A lei municipal disciplinará e o executivo municipal deverá garantir ao Conselho Tutelar as condições para o seu efetivo funcionamento, incluindo as instalações físicas, os equipamentos, o apoio administrativo, o transporte, o motorista e demais disposições que devem ser definidos de acordo com as demandas existentes em cada município.
A remuneração dos Conselheiros Tutelares, também deve ser definida na lei municipal e os recursos devem estar previstos na Lei Orçamentária Municipal, que deve ser proporcional à complexidade e extensão do trabalho a ser executado e proporcional à escala de vencimentos dos funcionários público municipal.
A Resolução 170 do Conselho Nacional dos Direitos da Criança e do Adolescente – CONANDA, com fundamento no artigo 132 citado acima, reforça que o Conselho Tutelar é órgão municipal de defesa de direitos da criança e do adolescente, integrante da administração pública local, sugerindo que em cada município deverá haver um Conselho Tutelar para cada cem mil habitantes e sob a responsabilidade orçamentária do poder público municipal.
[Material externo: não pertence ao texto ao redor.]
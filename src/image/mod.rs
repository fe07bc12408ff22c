pub mod f32;
pub mod io;
pub mod traits;

pub use self::f32::ImageF32;
pub use self::traits::{ImageView, ImageViewMut, Rows};
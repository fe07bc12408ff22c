use crate::detector::DetectorParams;
use serde::Deserialize;
use std::fs;
use std::path::{Path, PathBuf};

#[derive(Clone, Debug, Default, Deserialize)]
#[serde(default)]
pub struct OutputConfig {
    /// Where to write the JSON report; stdout when unset.
    pub json_out: Option<PathBuf>,
    /// Directory for per-candidate crops and rendered models.
    pub debug_dir: Option<PathBuf>,
}

/// How the ground sampling distance is supplied.
#[derive(Clone, Copy, Debug, Deserialize)]
#[serde(rename_all = "snake_case")]
pub enum PixelSize {
    /// Pixel edge length in meters.
    Meters(f64),
    /// North–south pixel size in degrees of latitude, as found in the `e`
    /// term of a north-up affine transform.
    LatitudeDegrees(f64),
}

impl PixelSize {
    pub fn meters(self) -> f64 {
        match self {
            PixelSize::Meters(m) => m,
            PixelSize::LatitudeDegrees(deg) => crate::units::pixel_size_from_latitude_deg(deg),
        }
    }
}

#[derive(Clone, Debug, Deserialize)]
pub struct RuntimeConfig {
    pub input_path: PathBuf,
    pub pixel_size: PixelSize,
    #[serde(default)]
    pub output: OutputConfig,
    #[serde(default)]
    pub detector: DetectorParams,
}

pub fn parse_config(contents: &str) -> Result<RuntimeConfig, String> {
    serde_json::from_str(contents).map_err(|e| format!("Failed to parse config: {e}"))
}

pub fn load_config(path: &Path) -> Result<RuntimeConfig, String> {
    let contents = fs::read_to_string(path)
        .map_err(|e| format!("Failed to read config {}: {e}", path.display()))?;
    parse_config(&contents).map_err(|e| format!("{} ({})", e, path.display()))
}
O Conselho Tutelar é considerado a ferramenta utilizada para materializar a vontade da comunidade, uma vez que este somente existe em razão da vontade daquele, ou seja, por meio do processo de escolha de cada cidadão que será representado na efetivação da defesa de direitos das crianças e adolescentes.
O Estatuto da Criança e do Adolescente se apoderou da prerrogativa constitucional da descentralização quando definiu a composição do Conselho, pois os princípios estabelecidos neste aclamavam pela divisão de poderes para facilitar a atuação na formalização de políticas públicas.
A resolução 170 define, ainda, que o Conselho Tutelar deve estar situado em local de fácil acesso e referenciado à população para que não haja qualquer empecilho às formalizações das denúncias. Quanto ao espaço físico, as dependências e instalações devem ser adequadas, como também deve proteger a intimidade garantindo o sigilo nos atendimentos.
O atendimento no Conselho Tutelar deve ser ininterrupto, de modo que ocorra o atendimento na sede, na carga horária definida na lei municipal, e em regime de sobreaviso, conforme organização prevista no regimento interno, “atuando de forma incessante contra todas as formas de violações ou ameaças aos direitos humanos”. (Custódio, 2009, p. 91).
O Estatuto da Criança e do Adolescente previu também impedimentos para os membros do Conselho Tutelar, os quais não poderão atuar quando as demandas envolverem, ou até mesmo impedindo de servir no mesmo Conselho, marido e mulher, ascendentes e descendentes, sogro e genro, ou nora, irmãos, cunhados, durante o cunhadio, tio e sobrinho, padrasto ou madrasta e enteado, isto para preservar o princípio da moralidade administrativa previsto na constituição federal e evitar ilegalidades no exercício do mandato.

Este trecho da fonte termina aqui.